= State government =

Government of a country subdivision in a federal form of government

A state government is the government that controls a subdivision of a country in a federal form of government, which shares political power with the federal or national government. A state government may have some level of political autonomy, or be subject to the direct control of the federal government. This relationship may be defined by a constitution.

The reference to "state" denotes country subdivisions that are officially or widely known as "states", and should not be confused with a "sovereign state". Most federations designate their federal units "state" or the equivalent term in the local language; however, in some federations, other designations are used such as Oblast or Republic. Some federations are asymmetric, designating greater powers to some federal units than others.
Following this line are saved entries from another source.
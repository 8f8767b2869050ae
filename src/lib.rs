// Domain layer - Core simulation logic
pub mod domain;

// Application layer - Run control and coordination
pub mod application;

// Re-exports for convenience
pub use domain::{Cell, Coord, Grid, LifeError, Pattern, PatternLibrary, PatternName, TransitionEngine};
pub use application::{Redraw, RedrawCause, RedrawSink, RunState, SimulationConfig, SimulationController};
//! Run-state machine and tick loop.
//!
//! The grid, run state and generation counter share one mutex. Every tick runs
//! both phases of the transition inside a single critical section, and so do
//! toggles, seeds and resets, which keeps ticks from overlapping each other or
//! any edit.

use std::sync::{Arc, Mutex, MutexGuard, PoisonError};
use std::time::Duration;

use log::{debug, info, trace};
use tokio::runtime::Handle;
use tokio::task::JoinHandle;
use tokio::time::{self, Instant, MissedTickBehavior};

use super::config::SimulationConfig;
use super::redraw::{Redraw, RedrawCause, RedrawSink};
use crate::domain::{Coord, Grid, PatternLibrary, Result, TransitionEngine};

#[derive(Clone, Copy, Debug, PartialEq, Eq, Default)]
pub enum RunState {
    #[default]
    Stopped,
    Running,
}

struct World {
    grid: Grid,
    state: RunState,
    /// Bumped on every start so a superseded tick task can tell it is stale
    epoch: u64,
    generation: u64,
    ticker: Option<JoinHandle<()>>,
}

struct Shared {
    world: Mutex<World>,
    engine: TransitionEngine,
    sink: Box<dyn RedrawSink>,
}

impl Shared {
    // Every critical section leaves the grid structurally valid, so a
    // poisoned lock is still safe to use.
    fn lock(&self) -> MutexGuard<'_, World> {
        self.world.lock().unwrap_or_else(PoisonError::into_inner)
    }

    fn advance(&self, world: &mut World) {
        let changed = self.engine.compute_and_commit(&mut world.grid);
        world.generation += 1;
        debug!(
            "generation {}: {} cells changed",
            world.generation,
            changed.len()
        );
        self.emit(world, RedrawCause::Tick, changed);
    }

    fn emit(&self, world: &World, cause: RedrawCause, changed: Vec<Coord>) {
        self.sink.redraw(Redraw {
            cause,
            generation: world.generation,
            changed,
        });
    }
}

/// SimulationController owns the board and drives it at a fixed cadence.
pub struct SimulationController {
    shared: Arc<Shared>,
    config: SimulationConfig,
    runtime: Handle,
}

impl SimulationController {
    /// Build a stopped controller with an empty board. Tick tasks are spawned
    /// on `runtime`.
    pub fn new(
        config: SimulationConfig,
        runtime: Handle,
        sink: impl RedrawSink + 'static,
    ) -> Result<Self> {
        config.validate()?;
        let world = World {
            grid: Grid::new(config.dimension),
            state: RunState::Stopped,
            epoch: 0,
            generation: 0,
            ticker: None,
        };
        Ok(Self {
            shared: Arc::new(Shared {
                world: Mutex::new(world),
                engine: TransitionEngine::new(),
                sink: Box::new(sink),
            }),
            config,
            runtime,
        })
    }

    pub fn config(&self) -> SimulationConfig {
        self.config
    }

    /// Begin ticking. No-op if already running.
    pub fn start(&self) {
        let mut world = self.shared.lock();
        if world.state == RunState::Running {
            trace!("start ignored, already running");
            return;
        }
        world.state = RunState::Running;
        world.epoch += 1;
        let task = run_ticks(Arc::clone(&self.shared), self.config.tick_interval, world.epoch);
        world.ticker = Some(self.runtime.spawn(task));
        info!(
            "simulation started at generation {} ({:?} per tick)",
            world.generation, self.config.tick_interval
        );
    }

    /// Stop ticking. No-op if already stopped.
    ///
    /// Waits for a tick in progress to finish; no tick begins after this returns.
    pub fn stop(&self) {
        let mut world = self.shared.lock();
        if world.state == RunState::Stopped {
            trace!("stop ignored, already stopped");
            return;
        }
        world.state = RunState::Stopped;
        // The ticker is parked between ticks while we hold the lock.
        if let Some(ticker) = world.ticker.take() {
            ticker.abort();
        }
        info!("simulation stopped at generation {}", world.generation);
    }

    /// Kill every cell and rewind the generation counter. The run state is kept.
    pub fn reset(&self) {
        let mut world = self.shared.lock();
        let changed = world.grid.live_cells();
        world.grid.clear();
        world.generation = 0;
        info!("board reset, {} cells cleared", changed.len());
        self.shared.emit(&world, RedrawCause::Reset, changed);
    }

    /// Flip one cell in any run state. Returns its new state.
    pub fn toggle(&self, coord: Coord) -> Result<bool> {
        let mut world = self.shared.lock();
        let active = world.grid.toggle(coord)?;
        debug!("toggled {coord} -> {}", if active { "alive" } else { "dead" });
        self.shared.emit(&world, RedrawCause::Toggle, vec![coord]);
        Ok(active)
    }

    /// Add a named pattern to the board. Returns the number of cells it brought to life.
    pub fn seed(&self, pattern: &str) -> Result<usize> {
        let mut world = self.shared.lock();
        let activated = PatternLibrary::apply(pattern, &mut world.grid)?;
        let count = activated.len();
        info!("seeded {pattern}, {count} cells activated");
        self.shared.emit(&world, RedrawCause::Seed, activated);
        Ok(count)
    }

    /// Advance one generation immediately, in any run state.
    pub fn step(&self) -> u64 {
        let mut world = self.shared.lock();
        self.shared.advance(&mut world);
        world.generation
    }

    pub fn state(&self) -> RunState {
        self.shared.lock().state
    }

    pub fn is_running(&self) -> bool {
        self.state() == RunState::Running
    }

    pub fn generation(&self) -> u64 {
        self.shared.lock().generation
    }

    /// Copy of the board as of the last completed tick or edit
    pub fn snapshot(&self) -> Grid {
        self.shared.lock().grid.clone()
    }

    pub fn live_cells(&self) -> Vec<Coord> {
        self.shared.lock().grid.live_cells()
    }

    pub fn population(&self) -> usize {
        self.shared.lock().grid.population()
    }
}

impl Drop for SimulationController {
    fn drop(&mut self) {
        self.stop();
    }
}

async fn run_ticks(shared: Arc<Shared>, interval: Duration, epoch: u64) {
    let mut ticker = time::interval_at(Instant::now() + interval, interval);
    ticker.set_missed_tick_behavior(MissedTickBehavior::Delay);
    loop {
        ticker.tick().await;
        let mut world = shared.lock();
        if world.state != RunState::Running || world.epoch != epoch {
            trace!("tick task {epoch} retired");
            break;
        }
        shared.advance(&mut world);
    }
}
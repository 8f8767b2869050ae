use thiserror::Error;

#[derive(Debug, Error, PartialEq, Eq, Clone)]
pub enum LifeError {
    #[error("Coordinate ({x}, {y}) is outside the {dimension}x{dimension} grid")]
    OutOfBounds { x: usize, y: usize, dimension: usize },

    #[error("Unknown pattern: '{0}'")]
    InvalidPattern(String),

    #[error("Invalid configuration: {source}")]
    Config {
        #[from]
        source: ConfigError,
    },
}

#[derive(Debug, Error, PartialEq, Eq, Clone)]
pub enum ConfigError {
    #[error("grid dimension must be at least 1")]
    ZeroDimension,
    #[error("grid dimension {0} is too large to allocate")]
    DimensionTooLarge(usize),
    #[error("tick interval must be greater than zero")]
    ZeroInterval,
    #[error("tick interval {0:?} is too long")]
    IntervalTooLong(std::time::Duration),
}

pub type Result<T> = std::result::Result<T, LifeError>;
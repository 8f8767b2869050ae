use std::time::Duration;

use anyhow::Context;
use clap::Parser;
use log::{debug, info, warn};
use tokio::runtime::Handle;
use tokio::sync::mpsc;

use life_engine::{Coord, PatternLibrary, RedrawCause, SimulationConfig, SimulationController};

/// Headless driver: seed a board, run it for a number of generations, report.
#[derive(Parser, Debug)]
#[command(version, about = "Conway's Game of Life on a bounded square board")]
struct Cli {
    /// Side length of the board
    #[arg(short, long, default_value_t = 100, value_name = "CELLS")]
    dimension: usize,

    /// Milliseconds between generations
    #[arg(short, long = "interval-ms", default_value_t = 25, value_name = "MS")]
    interval_ms: u64,

    /// Seed pattern by name (repeatable, applied in order)
    #[arg(short, long = "pattern", value_name = "NAME")]
    patterns: Vec<String>,

    /// Flip a single cell, given as X,Y (repeatable, applied after patterns)
    #[arg(short, long = "toggle", value_name = "X,Y", value_parser = parse_coord)]
    toggles: Vec<Coord>,

    /// Generations to run before stopping
    #[arg(short, long, default_value_t = 100)]
    generations: u64,

    /// Print the live cells when done, one "X Y" pair per line
    #[arg(long)]
    print: bool,

    /// List the available patterns and exit
    #[arg(long)]
    list_patterns: bool,

    /// Increase verbosity level (-v for INFO, -vv for DEBUG, -vvv for TRACE)
    #[arg(short, long, action = clap::ArgAction::Count)]
    verbose: u8,

    /// Suppress all log output except for errors
    #[arg(short, long, conflicts_with = "verbose")]
    quiet: bool,
}

fn parse_coord(s: &str) -> Result<Coord, String> {
    let (x, y) = s
        .split_once(',')
        .ok_or_else(|| format!("expected X,Y but got '{s}'"))?;
    let x = x.trim().parse().map_err(|e| format!("bad X in '{s}': {e}"))?;
    let y = y.trim().parse().map_err(|e| format!("bad Y in '{s}': {e}"))?;
    Ok(Coord::new(x, y))
}

fn init_logging(verbose: u8, quiet: bool) {
    let level = match (quiet, verbose) {
        (true, _) => "error",
        (false, 0) => "warn",
        (false, 1) => "info",
        (false, 2) => "debug",
        (false, _) => "trace",
    };
    // RUST_LOG still wins when set.
    env_logger::Builder::from_env(env_logger::Env::default().default_filter_or(level))
        .format_timestamp_micros()
        .init();
}

#[tokio::main]
async fn main() -> anyhow::Result<()> {
    let cli = Cli::parse();
    init_logging(cli.verbose, cli.quiet);

    if cli.list_patterns {
        for pattern in PatternLibrary::all() {
            println!(
                "{:<20} {:>2}x{:<2} {}",
                pattern.name.as_str(),
                pattern.width(),
                pattern.height(),
                pattern.description
            );
        }
        return Ok(());
    }

    let config = SimulationConfig::default()
        .with_dimension(cli.dimension)
        .with_tick_interval(Duration::from_millis(cli.interval_ms));
    let (redraw_tx, mut redraw_rx) = mpsc::unbounded_channel();
    let sim = SimulationController::new(config, Handle::current(), redraw_tx)
        .context("invalid simulation settings")?;

    for name in &cli.patterns {
        sim.seed(name)
            .with_context(|| format!("failed to seed pattern '{name}'"))?;
    }
    for &coord in &cli.toggles {
        sim.toggle(coord)
            .with_context(|| format!("failed to toggle cell {coord}"))?;
    }
    info!(
        "board {0}x{0} ready with {1} live cells",
        config.dimension,
        sim.population()
    );

    if cli.generations > 0 {
        let interrupt = tokio::signal::ctrl_c();
        tokio::pin!(interrupt);

        sim.start();
        let mut ticks = 0;
        while ticks < cli.generations {
            tokio::select! {
                frame = redraw_rx.recv() => match frame {
                    Some(frame) if frame.cause == RedrawCause::Tick => {
                        ticks += 1;
                        debug!("generation {}: {} cells changed", frame.generation, frame.changed.len());
                    }
                    Some(_) => {}
                    None => break,
                },
                _ = &mut interrupt => {
                    warn!("interrupted after {ticks} generations");
                    break;
                }
            }
        }
        sim.stop();
    }

    println!(
        "generation {}: {} live cells",
        sim.generation(),
        sim.population()
    );
    if cli.print {
        for coord in sim.live_cells() {
            println!("{} {}", coord.x, coord.y);
        }
    }
    Ok(())
}

#[cfg(test)]
mod tests {
    use super::*;

    #[test]
    fn parses_coordinate_pairs() {
        assert_eq!(parse_coord("3,4"), Ok(Coord::new(3, 4)));
        assert_eq!(parse_coord(" 10 , 0 "), Ok(Coord::new(10, 0)));
    }

    #[test]
    fn rejects_malformed_coordinates() {
        assert!(parse_coord("3").is_err());
        assert!(parse_coord("-1,2").is_err());
        assert!(parse_coord("a,b").is_err());
    }

    #[test]
    fn cli_definition_is_consistent() {
        use clap::CommandFactory;
        Cli::command().debug_assert();
    }

    #[test]
    fn cli_collects_repeated_flags() {
        let cli = Cli::parse_from([
            "life_engine",
            "-p",
            "Glider",
            "--pattern",
            "Spinner",
            "-t",
            "1,2",
            "-g",
            "5",
        ]);
        assert_eq!(cli.patterns, ["Glider", "Spinner"]);
        assert_eq!(cli.toggles, [Coord::new(1, 2)]);
        assert_eq!(cli.generations, 5);
        assert_eq!(cli.dimension, 100);
        assert_eq!(cli.interval_ms, 25);
    }
}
Provinces are usually divisions of unitary states but occasionally the designation is also given to the federal units such as the Provinces of Argentina or Canada. Their governments, which are also provincial governments, are not the subject of this article. Many people confuse the state with city governments, and while a small ticket or small crime will be overlooked by the federal government and handled by the state or city government, that are not the same.

==Australia==

The Commonwealth of Australia is a federal nation with six states (and three mainland territories). Section 51 of the Australian Constitution sets out the division of legislative power between the states and the Commonwealth (federal) government. The Commonwealth government is given a variety of legislative powers, including control of foreign policy, taxation (although this cannot discriminate between states or parts of states), and regulation of interstate commerce and corporations. Since the original ratification of the constitution, the High Court of Australia has settled a number of disputes concerning the extent of the Commonwealth's legislative powers, some of which have been controversial and extensively criticised; these included a dispute in 1982 over whether the Commonwealth was entitled to designate land for national heritage purposes under United Nations agreements, as well as numerous disputes over the extent of the Commonwealth's power over trade union and industrial relations legislation.

One difference between the Australian and United States models of federalism is that, in Australia, the Commonwealth Parliament has explicit constitutional power over marriage legislation; this has been a focal point for recent controversies over same-sex marriage.

===Government structure===

Each state of Australia has a governor, who represents the King of Australia (currently ) and performs the ceremonial duties of a head of state. Unlike the Canadian lieutenant-governors, a state governor is appointed by the Monarch on the advice of the state government, not the federal government. Every state also has a parliament; most states have a bicameral parliament, except for Queensland, where the upper chamber (the Legislative Council) was abolished in 1922. Australian states have a Westminster system of parliamentary government; the head of government, known in each state as a Premier, is drawn from the state parliament.

==Austria==

In Austria, a Landtag (state parliament) elects a Landeshauptmann, who is not only the chairman of a state government but also the representative of the federal government and responsible for the enforcement of federal legislation.

==Germany==
Germany has sixteen federal states (Bundesländer) with their own governments (Landesregierung).

== India ==

In India, state governments are the governments ruling over the country's 28 states and two of its eight union territories (Delhi and Puducherry). Under the Constitution of India, the executive power of a state is vested in its Governor; however, the real executive power rests with a Council of Ministers, headed by a Chief Minister. The legislative structure consists of a directly-elected legislative assembly and, in the case of 6 states, an indirectly-elected legislative council. The judicial setup consists of the state's high court and the district courts subordinate to it.

==Mexico==

Mexico also has states.

== Nigeria==

In Nigeria, States are constituent political entities of which there are currently 36. States have an elected Governor and legislature and broad powers in some areas. Powers not given to the states belong to the federal government under the Constitution of Nigeria.

==Pakistan==

In Pakistan, the Provinces of Pakistan are the federal units. There are currently four.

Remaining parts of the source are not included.